9.3. Distribution Tests

Implemented in check_distribution().

If data comes from specific type of probability distribution, this knowledge can be crucial for its successful analysis. Test for specific types of distribution can be performed. It checks if the points in sample are distributed uniformly or normally in the design space. The uniformity test is based on the notion of discrepancy (a special measure of uniformity in multidimensional spaces) and minimum spanning tree statistics (a special measure of uniformity in low dimensional spaces). Note that uniformity tests are for random uniformity, so full factorial design might be not uniform at this sense. The normality tests are based on the asymptotic properties of skewness and kurtosis coefficients for normal distribution. For small sample sizes skewness test is corrected in order to compensate error due to finite size of the sample.

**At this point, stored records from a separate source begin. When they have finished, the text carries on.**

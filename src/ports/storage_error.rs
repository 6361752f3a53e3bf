//! Errors shared by every storage port.

use thiserror::Error;

use crate::domain::foundation::{AuthError, ErrorCode};

/// Failure of a storage operation on either backend.
#[derive(Debug, Clone, PartialEq, Eq, Error)]
pub enum StorageError {
    /// A remote call was made without a resolved identity.
    #[error("No authenticated user")]
    Unauthenticated,

    #[error("Remote storage unavailable: {0}")]
    RemoteUnavailable(String),

    #[error("Remote call timed out after {0} ms")]
    Timeout(u64),

    /// Locally stored data could not be parsed.
    #[error("Stored session data is corrupt: {0}")]
    StorageCorrupt(String),

    /// A remote record could not be translated into a session.
    #[error("Invalid session record {id}: {reason}")]
    InvalidRecord { id: String, reason: String },

    /// The backend does not offer this capability.
    #[error("{0} is not supported by this backend")]
    Unsupported(&'static str),

    #[error("IO error: {0}")]
    Io(String),

    #[error("Serialization error: {0}")]
    Serialization(String),
}

impl StorageError {
    pub fn remote(message: impl Into<String>) -> Self {
        Self::RemoteUnavailable(message.into())
    }

    pub fn invalid_record(id: impl ToString, reason: impl Into<String>) -> Self {
        Self::InvalidRecord {
            id: id.to_string(),
            reason: reason.into(),
        }
    }

    pub fn code(&self) -> ErrorCode {
        match self {
            StorageError::Unauthenticated => ErrorCode::Unauthenticated,
            StorageError::RemoteUnavailable(_) => ErrorCode::RemoteUnavailable,
            StorageError::Timeout(_) => ErrorCode::Timeout,
            StorageError::StorageCorrupt(_) => ErrorCode::StorageCorrupt,
            StorageError::InvalidRecord { .. } => ErrorCode::InvalidRecord,
            StorageError::Unsupported(_) => ErrorCode::Unsupported,
            StorageError::Io(_) => ErrorCode::StorageError,
            StorageError::Serialization(_) => ErrorCode::SerializationError,
        }
    }
}

impl From<AuthError> for StorageError {
    fn from(err: AuthError) -> Self {
        match err {
            AuthError::SessionExpired => StorageError::Unauthenticated,
            AuthError::ServiceUnavailable(message) => StorageError::RemoteUnavailable(message),
        }
    }
}

impl From<std::io::Error> for StorageError {
    fn from(err: std::io::Error) -> Self {
        StorageError::Io(err.to_string())
    }
}

#[cfg(test)]
mod tests {
    use super::*;

    #[test]
    fn codes_match_variants() {
        assert_eq!(StorageError::Unauthenticated.code(), ErrorCode::Unauthenticated);
        assert_eq!(StorageError::Timeout(5000).code(), ErrorCode::Timeout);
        assert_eq!(
            StorageError::invalid_record("abc", "bad phase").code(),
            ErrorCode::InvalidRecord
        );
        assert_eq!(StorageError::Unsupported("change feed").code(), ErrorCode::Unsupported);
    }

    #[test]
    fn expired_identity_maps_to_unauthenticated() {
        assert_eq!(
            StorageError::from(AuthError::SessionExpired),
            StorageError::Unauthenticated
        );
        assert_eq!(
            StorageError::from(AuthError::service_unavailable("down")),
            StorageError::RemoteUnavailable("down".to_string())
        );
    }

    #[test]
    fn messages_are_descriptive() {
        assert_eq!(
            StorageError::Timeout(250).to_string(),
            "Remote call timed out after 250 ms"
        );
        assert_eq!(
            StorageError::Unsupported("change feed").to_string(),
            "change feed is not supported by this backend"
        );
    }
}
//! Device Storage Port - durable key → document store on the local device.

use super::StorageError;

/// Synchronous key-value storage for whole documents.
///
/// # Contract
///
/// Implementations must:
/// - Return `Ok(None)` for a key that was never written
/// - Replace the whole document on `write`, never append
/// - Make a completed `write` visible to every later `read`
pub trait DeviceStorage: Send + Sync {
    /// Reads the document stored under `key`.
    fn read(&self, key: &str) -> Result<Option<String>, StorageError>;

    /// Replaces the document stored under `key`.
    fn write(&self, key: &str, value: &str) -> Result<(), StorageError>;
}
//! Session Backend Port - the capability interface behind the hybrid store.
//!
//! Two implementations exist: the local adapter (device storage, no
//! network) and the remote adapter (multi-tenant records scoped to the
//! signed-in user). The hybrid store picks one per call.

use std::fmt;
use std::sync::Arc;

use async_trait::async_trait;
use tokio::task::JoinHandle;

use super::StorageError;
use crate::domain::foundation::SessionId;
use crate::domain::session::Session;

/// Which backend serves a call.
#[derive(Debug, Clone, Copy, PartialEq, Eq, Hash)]
pub enum BackendKind {
    Local,
    Remote,
}

impl fmt::Display for BackendKind {
    fn fmt(&self, f: &mut fmt::Formatter<'_>) -> fmt::Result {
        match self {
            BackendKind::Local => write!(f, "local"),
            BackendKind::Remote => write!(f, "remote"),
        }
    }
}

/// Receives the full, refreshed session list after every change.
pub type SessionsCallback = Arc<dyn Fn(Vec<Session>) + Send + Sync>;

/// Handle for an active change subscription.
///
/// Delivery stops when the handle is dropped or [`Subscription::unsubscribe`]
/// is called.
pub struct Subscription {
    task: JoinHandle<()>,
}

impl Subscription {
    /// Wraps the task that delivers changes.
    pub fn from_task(task: JoinHandle<()>) -> Self {
        Self { task }
    }

    /// Stops delivery.
    pub fn unsubscribe(self) {
        // Drop aborts the task.
    }

    /// Returns true while the delivery task is running.
    pub fn is_active(&self) -> bool {
        !self.task.is_finished()
    }
}

impl Drop for Subscription {
    fn drop(&mut self) {
        self.task.abort();
    }
}

impl fmt::Debug for Subscription {
    fn fmt(&self, f: &mut fmt::Formatter<'_>) -> fmt::Result {
        f.debug_struct("Subscription")
            .field("active", &self.is_active())
            .finish()
    }
}

/// Storage capability used by the hybrid store.
///
/// # Contract
///
/// Implementations must:
/// - Return sessions from `load_all` in the backend's canonical order
/// - Treat `delete` of a missing id as a successful no-op
/// - Return the stored form of the session from `save`; it may carry a
///   server-assigned id and timestamps
/// - Return `StorageError::Unsupported` from `subscribe` when the backend
///   cannot push changes, never an inert subscription
#[async_trait]
pub trait SessionBackend: Send + Sync {
    fn kind(&self) -> BackendKind;

    async fn load_all(&self) -> Result<Vec<Session>, StorageError>;

    async fn get(&self, id: &SessionId) -> Result<Option<Session>, StorageError>;

    async fn save(&self, session: &Session) -> Result<Session, StorageError>;

    async fn delete(&self, id: &SessionId) -> Result<(), StorageError>;

    /// Registers `callback` for change notifications.
    async fn subscribe(&self, callback: SessionsCallback) -> Result<Subscription, StorageError> {
        let _ = callback;
        Err(StorageError::Unsupported("change feed"))
    }
}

All the tests are probabilistic and are performed for the given confidence level. The default value for the confidence level is 0.99. Also in case of big sample size number of points to be processed by the test can be limited by setting of maximum allowed budget. If number of points in sample exceeds maximal budget then random subsample of sample of size equal to maximal budget is taken to be processed by the distribution tests.

9.4. References

[1](1, 2, 3) Peter J. Rousseeuw and Katrien Van Driessen, A Fast Algorithm for the Minimum Covariance Determinant Estimator, Technometrics, 1998, vol. 41, p. 212–223.
[2]Kriegel, H.-P.; Kroger, P.; Schubert, E.; Zimek, A. (2009), LoOP: Local Outlier Probabilities, Proc. 18th ACM Conference on Information and Knowledge Management (CIKM).
[3]Mardia, K. V. (1970), Measures of multivariate skewness and kurtosis with applications. Biometrika, 57(3):519-530.
[4]Mardia, K. V. (1974), Applications of some measures of multivariate skewness and kurtosis for testing normality and robustness studies. Sankhya A, 36:115-128.
[5]Stevens, J. (1992), Applied Multivariate Statistics for Social Sciences. 2nd. ed. New-Jersey:Lawrance Erlbaum Associates Publishers. pp. 247-248.
[6]Friedman, J. H.; Rafsky, L. C. (1979), Multivariate generalizations of the Wald-Wolfowitz and Smirnov two-sample tests. The Annals of Statistics, 1979, Vol.7, No. 4, p. 697–717.
[7]Liang, J.-J.; Fang, K.-T.; Hickernell, F. J.; Li, R. (2000), Testing multivariate uniformity and its applications. Mathimatics of Computation, Vol. 70, Num. 233, p. 337–355.